Entretanto, apesar de tal incômodo, é importante observar que a repetição incessante desse discurso da impossibilidade parece revelador de algo intrínseco à experiência de Kafka (e à experiência de leitura de seu texto): o fracasso (outro termo a se repetir quando se trata desse autor). Fracasso das trajetórias inacabadas dos personagens de seus relatos e do fato de não se ajustarem a suas condições e comunidades, fracasso de seus próprios textos inacabados, malogro de se debater sempre entre e a vida e a literatura e nunca encontrar a justa medida entre elas e, por fim, seu desejo, não atendido, de ter sua obra destruída.

É preciso então observar o que esse discurso sobre a impossibilidade tem de revelador (e não de inibidor ou homogeneizador). Em seu texto “A leitura de Kafka”, Maurice Blanchot trata da maneira como o pensamento de Franz Kafka se articula em seus textos e como esses são abordados por seus críticos e intérpretes. Análises, como exemplifica Blanchot, às vezes contraditórias, excludentes, embora façam uso basicamente dos mesmos termos. Anatol Rosenfeld, em “Kafka e Kafkianos”, aponta essa mesma tendência ao comparar as análises de Wilhelm Emrich e Günter Anders. Segundo Rosenfeld:

Este último [Anders] realça a posição kafkiana em favor do compromisso e ajustamento completos em face de autoridades pré-facistas; aquele [Emrich] destaca a luta incessante dos heróis kafkianos contra estas mesmas autoridades. Anders afirma que o poder equivale, para Kafka, ao direito; o homem sem poder e, portanto, sem direito é por isso mesmo culpado. Emrich, ao contrário, considera Kafka como “moralista no sentido rigoroso da palavra” que procura “reconstituir a responsabilidade absoluta do homem”. Para Anders, Kafka é também um “moralista”, mas do conformismo, cuja mensagem moral o sacrificium intellectus seria completada pela mensagem da auto-humilhação.

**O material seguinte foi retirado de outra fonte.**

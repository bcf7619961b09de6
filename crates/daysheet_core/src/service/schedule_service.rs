//! Schedule synchronization service.
//!
//! # Responsibility
//! - Expose the public edit operations of one schedule.
//! - Keep the block sequence, the summary text and the compressed view in
//!   sync after every edit.
//! - Notify subscribed observers about every tracked property change.
//!
//! # Invariants
//! - Block edits end with exactly one encode.
//! - Text assigned while encoding never triggers a decode.
//! - Block edits induced by `AlignNext` never re-enter the block handler.
//! - Guards are per instance; two schedules never share them.
//!
//! # See also
//! - `schedule::window` for reflow semantics.
//! - `schedule::codec` for the summary format.

use crate::config::{ConfigError, ReflowPolicy, ScheduleConfig};
use crate::model::block::{Block, BlockId};
use crate::model::time::TimeOfDay;
use crate::schedule::codec::{self, DecodeReport, Run};
use crate::schedule::window::{BoundaryField, WindowModel};
use crate::service::observer::{ObserverId, ObserverRegistry, ScheduleObserver, ScheduleProperty};
use log::debug;

/// Field touched by a block edit.
#[derive(Debug, Clone, Copy, PartialEq, Eq)]
enum BlockField {
    Start,
    End,
    Label,
}

impl BlockField {
    fn boundary(self) -> Option<BoundaryField> {
        match self {
            Self::Start => Some(BoundaryField::Start),
            Self::End => Some(BoundaryField::End),
            Self::Label => None,
        }
    }

    fn property(self, index: usize) -> ScheduleProperty {
        match self {
            Self::Start => ScheduleProperty::BlockStart(index),
            Self::End => ScheduleProperty::BlockEnd(index),
            Self::Label => ScheduleProperty::BlockLabel(index),
        }
    }
}

/// Re-entrancy guards breaking the edit -> encode -> decode cycle.
#[derive(Debug, Clone, Copy, Default, PartialEq, Eq)]
struct SyncGuards {
    /// Blocks -> text is running.
    encoding: bool,
    /// The model is editing a block on its own behalf.
    internal_edit: bool,
}

/// Running counters of synchronization work.
#[derive(Debug, Clone, Copy, Default, PartialEq, Eq)]
pub struct SyncStats {
    pub encodes: u64,
    pub decodes: u64,
    pub discarded_lines: u64,
}

/// One schedule: window model, summary text and compressed view.
#[derive(Debug)]
pub struct ScheduleController {
    model: WindowModel,
    summary_text: String,
    is_summary_empty: bool,
    compressed: Vec<Block>,
    time_options: Vec<TimeOfDay>,
    observers: ObserverRegistry,
    guards: SyncGuards,
    stats: SyncStats,
    last_decode: Option<DecodeReport>,
}

impl ScheduleController {
    /// Creates a schedule tiled over the configured window.
    ///
    /// The config should already be validated; see `try_new`.
    pub fn new(config: &ScheduleConfig) -> Self {
        let model = WindowModel::new(config);
        let time_options = model.snapper().time_options();
        let mut controller = Self {
            model,
            summary_text: String::new(),
            is_summary_empty: true,
            compressed: Vec::new(),
            time_options,
            observers: ObserverRegistry::new(),
            guards: SyncGuards::default(),
            stats: SyncStats::default(),
            last_decode: None,
        };
        controller.encode_summary();
        debug!(
            "event=schedule_init module=service status=ok window={}-{} step={} policy={:?}",
            controller.window_start(),
            controller.window_end(),
            controller.step_minutes(),
            controller.policy()
        );
        controller
    }

    /// Validates the config, then creates the schedule.
    ///
    /// # Errors
    /// - Returns `ConfigError::Invalid` when the config breaks a step or
    ///   window rule.
    pub fn try_new(config: &ScheduleConfig) -> Result<Self, ConfigError> {
        config.validate()?;
        Ok(Self::new(config))
    }

    pub fn blocks(&self) -> &[Block] {
        self.model.blocks()
    }

    pub fn compressed_blocks(&self) -> &[Block] {
        &self.compressed
    }

    pub fn summary_text(&self) -> &str {
        &self.summary_text
    }

    /// `true` iff the summary text is blank or whitespace only.
    pub fn is_summary_empty(&self) -> bool {
        self.is_summary_empty
    }

    pub fn time_options(&self) -> &[TimeOfDay] {
        &self.time_options
    }

    pub fn window_start(&self) -> TimeOfDay {
        self.model.window_start()
    }

    pub fn window_end(&self) -> TimeOfDay {
        self.model.window_end()
    }

    pub fn step_minutes(&self) -> u32 {
        self.model.step_minutes()
    }

    pub fn policy(&self) -> ReflowPolicy {
        self.model.policy()
    }

    pub fn stats(&self) -> SyncStats {
        self.stats
    }

    /// Counts from the most recent decode, if any ran.
    pub fn last_decode(&self) -> Option<DecodeReport> {
        self.last_decode
    }

    pub fn subscribe(&mut self, observer: Box<dyn ScheduleObserver>) -> ObserverId {
        self.observers.subscribe(observer)
    }

    pub fn unsubscribe(&mut self, id: ObserverId) -> bool {
        self.observers.unsubscribe(id)
    }

    /// Moves the window start and rebuilds the default tiling.
    ///
    /// The value is snapped and kept at least one step before the end.
    pub fn set_window_start(&mut self, start: TimeOfDay) {
        let previous = self.window_bounds();
        if self.model.set_window_start(start) {
            self.after_window_rebuild(previous);
        }
    }

    /// Moves the window end and rebuilds the default tiling.
    ///
    /// The value is snapped and kept at least one step after the start.
    pub fn set_window_end(&mut self, end: TimeOfDay) {
        let previous = self.window_bounds();
        if self.model.set_window_end(end) {
            self.after_window_rebuild(previous);
        }
    }

    /// Edits one block start. Unknown indices are ignored.
    pub fn set_block_start(&mut self, index: usize, start: TimeOfDay) {
        let changed = self.model.assign_start(index, start);
        self.after_block_assign(index, BlockField::Start, changed);
    }

    /// Edits one block end. Unknown indices are ignored.
    pub fn set_block_end(&mut self, index: usize, end: TimeOfDay) {
        let changed = self.model.assign_end(index, end);
        self.after_block_assign(index, BlockField::End, changed);
    }

    /// Sets a user label on one block. Unknown indices are ignored.
    pub fn set_block_label(&mut self, index: usize, text: &str) {
        let changed = self.model.assign_label(index, text);
        self.after_block_assign(index, BlockField::Label, changed);
    }

    /// Replaces the summary text and rebuilds the blocks from it.
    ///
    /// Assigning the current text again is a no-op.
    pub fn set_summary_text(&mut self, text: impl Into<String>) {
        self.assign_summary(text.into());
    }

    /// Inserts a block after the block at `anchor_index`.
    ///
    /// An out-of-range anchor appends at the end. Returns the index of the
    /// new block.
    pub fn insert_block_after(
        &mut self,
        anchor_index: usize,
        start: TimeOfDay,
        end: TimeOfDay,
        label: &str,
    ) -> usize {
        let anchor = self.model.blocks().get(anchor_index).map(|block| block.id);
        self.insert_after_id(anchor, start, end, label)
    }

    /// Inserts a block after the block with id `anchor`.
    ///
    /// A missing or stale anchor appends at the end.
    pub fn insert_after_id(
        &mut self,
        anchor: Option<BlockId>,
        start: TimeOfDay,
        end: TimeOfDay,
        label: &str,
    ) -> usize {
        if anchor.is_some_and(|id| self.model.position(id).is_none()) {
            debug!("event=insert_anchor_fallback module=service status=ok reason=stale_anchor");
        }
        let index = self.model.insert_after(anchor, start, end, label);
        self.observers.notify(ScheduleProperty::Blocks);
        self.encode_summary();
        index
    }

    fn window_bounds(&self) -> (TimeOfDay, TimeOfDay) {
        (self.model.window_start(), self.model.window_end())
    }

    fn notify_window_change(&mut self, previous: (TimeOfDay, TimeOfDay)) {
        let (start, end) = self.window_bounds();
        if start != previous.0 {
            self.observers.notify(ScheduleProperty::WindowStart);
        }
        if end != previous.1 {
            self.observers.notify(ScheduleProperty::WindowEnd);
        }
        self.observers.notify(ScheduleProperty::Blocks);
    }

    fn after_window_rebuild(&mut self, previous: (TimeOfDay, TimeOfDay)) {
        self.notify_window_change(previous);
        self.encode_summary();
    }

    fn after_block_assign(&mut self, index: usize, field: BlockField, changed: bool) {
        if !changed {
            if index >= self.model.len() {
                debug!(
                    "event=block_edit_ignored module=service status=skipped index={} len={}",
                    index,
                    self.model.len()
                );
            }
            return;
        }
        self.observers.notify(field.property(index));
        self.on_block_changed(index, field);
    }

    /// Handler for every observed block change.
    fn on_block_changed(&mut self, index: usize, field: BlockField) {
        if self.guards.internal_edit {
            return;
        }

        if let Some(boundary) = field.boundary() {
            let before = self.bounds_at(index);
            let outcome = self.model.normalize_boundary(index, boundary);
            self.notify_bounds_change(index, before);

            if outcome.reflowed_from.is_some() {
                self.observers.notify(ScheduleProperty::Blocks);
            }
            if let Some((next, start)) = outcome.align_next {
                self.align_next(next, start);
            }
        }

        self.encode_summary();
    }

    /// Moves the next block's start as an internal edit.
    fn align_next(&mut self, index: usize, start: TimeOfDay) {
        let previous = std::mem::replace(&mut self.guards.internal_edit, true);
        self.set_block_start(index, start);
        let before = self.bounds_at(index);
        if self.model.settle_aligned(index) {
            self.notify_bounds_change(index, before);
        }
        self.guards.internal_edit = previous;
    }

    fn bounds_at(&self, index: usize) -> Option<(TimeOfDay, TimeOfDay)> {
        self.model
            .blocks()
            .get(index)
            .map(|block| (block.start, block.end))
    }

    fn notify_bounds_change(&mut self, index: usize, before: Option<(TimeOfDay, TimeOfDay)>) {
        let (Some((start, end)), Some((after_start, after_end))) = (before, self.bounds_at(index))
        else {
            return;
        };
        if start != after_start {
            self.observers.notify(ScheduleProperty::BlockStart(index));
        }
        if end != after_end {
            self.observers.notify(ScheduleProperty::BlockEnd(index));
        }
    }

    /// Blocks -> summary text and compressed view.
    fn encode_summary(&mut self) {
        let previous = std::mem::replace(&mut self.guards.encoding, true);

        let runs = codec::compress(self.model.blocks());
        let text = codec::render_runs(&runs);
        self.stats.encodes += 1;
        self.assign_summary(text);
        self.refresh_compressed(&runs);

        self.guards.encoding = previous;
    }

    fn refresh_compressed(&mut self, runs: &[Run]) {
        let unchanged = self.compressed.len() == runs.len()
            && self
                .compressed
                .iter()
                .zip(runs)
                .all(|(block, run)| {
                    block.start == run.start && block.end == run.end && block.text() == run.label
                });
        if unchanged {
            return;
        }
        self.compressed = codec::compressed_view(runs);
        self.observers.notify(ScheduleProperty::CompressedBlocks);
    }

    fn assign_summary(&mut self, text: String) {
        if self.summary_text == text {
            return;
        }
        self.summary_text = text;
        self.observers.notify(ScheduleProperty::SummaryText);

        let is_empty = self.summary_text.trim().is_empty();
        if is_empty != self.is_summary_empty {
            self.is_summary_empty = is_empty;
            self.observers.notify(ScheduleProperty::IsSummaryEmpty);
        }

        if !self.guards.encoding {
            self.decode_summary();
        }
    }

    /// Summary text -> blocks, followed by a canonical re-encode.
    fn decode_summary(&mut self) {
        let parsed = codec::parse_summary(&self.summary_text, self.model.snapper());
        let report = parsed.report();
        self.stats.decodes += 1;
        self.stats.discarded_lines += report.discarded as u64;
        self.last_decode = Some(report);
        debug!(
            "event=summary_decode module=service status=ok accepted={} discarded={}",
            report.accepted, report.discarded
        );

        let previous = self.window_bounds();
        match parsed.bounds() {
            None => {
                self.model.rebuild();
                self.observers.notify(ScheduleProperty::Blocks);
            }
            Some((min_start, max_end)) => {
                let start = previous.0.min(min_start);
                let end = previous.1.max(max_end);
                if self.model.set_window(start, end) {
                    self.notify_window_change(previous);
                }
                self.model.replace_blocks(parsed.into_blocks());
                self.observers.notify(ScheduleProperty::Blocks);
            }
        }

        self.encode_summary();
    }
}

#[cfg(test)]
mod tests {
    use super::ScheduleController;
    use crate::config::{ReflowPolicy, ScheduleConfig};
    use crate::model::time::TimeOfDay;

    fn hm(hours: u32, minutes: u32) -> TimeOfDay {
        TimeOfDay::from_hm(hours, minutes)
    }

    #[test]
    fn new_schedule_encodes_once_and_is_empty() {
        let schedule = ScheduleController::new(&ScheduleConfig::default());
        assert_eq!(schedule.blocks().len(), 22);
        assert_eq!(schedule.summary_text(), "");
        assert!(schedule.is_summary_empty());
        assert_eq!(schedule.stats().encodes, 1);
        assert_eq!(schedule.stats().decodes, 0);
    }

    #[test]
    fn encoded_text_is_not_decoded_again() {
        let mut schedule = ScheduleController::new(&ScheduleConfig::default());
        schedule.set_block_label(0, "Email");
        assert_eq!(schedule.summary_text(), "08:00-08:30 Email");
        assert_eq!(schedule.stats().decodes, 0);
        assert!(!schedule.guards.encoding);
        assert!(!schedule.guards.internal_edit);
    }

    #[test]
    fn align_next_edit_leaves_guards_clear() {
        let config = ScheduleConfig::default().with_policy(ReflowPolicy::AlignNext);
        let mut schedule = ScheduleController::new(&config);
        schedule.set_block_end(0, hm(9, 0));
        assert!(!schedule.guards.internal_edit);
        assert_eq!(schedule.blocks()[1].start, hm(9, 0));
    }

    #[test]
    fn try_new_rejects_invalid_config() {
        let config = ScheduleConfig::default().with_step(0);
        assert!(ScheduleController::try_new(&config).is_err());
    }
}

Esse exemplo, retirado de Rosenfeld, ilustra o que Blanchot aponta como a “possibilidade misteriosa” de, em Kafka, um mesmo tema possibilitar duas leituras opostas, uma que tome um sentido positivo, outra que tome um sentido negativo (esses termos – positivo e negativo – também são empregados por Rosenfeld): “De tanto explorar o negativo, ele lhe dá uma chance de se tornar positivo, uma única chance, uma chance que nunca se realiza totalmente e através da qual seu contrário sempre transparece.” Rosenfeld fala sobre uma certa “sintaxe da frustração” que, de certa forma, podemos aproximar desse pensamento de Blanchot: segundo ele, em alguns textos de Kafka, as orações se iniciam “com afirmações esperançosas que, em seguida, são postas em dúvida, [...]. Pouco a pouco a afirmação inicial é limitada por uma inundação de subjuntivos e condicionais; surgem os “embora”, “de resto”, “talvez”, [...] até ao fim não sobrar nada e tudo ser anulado.”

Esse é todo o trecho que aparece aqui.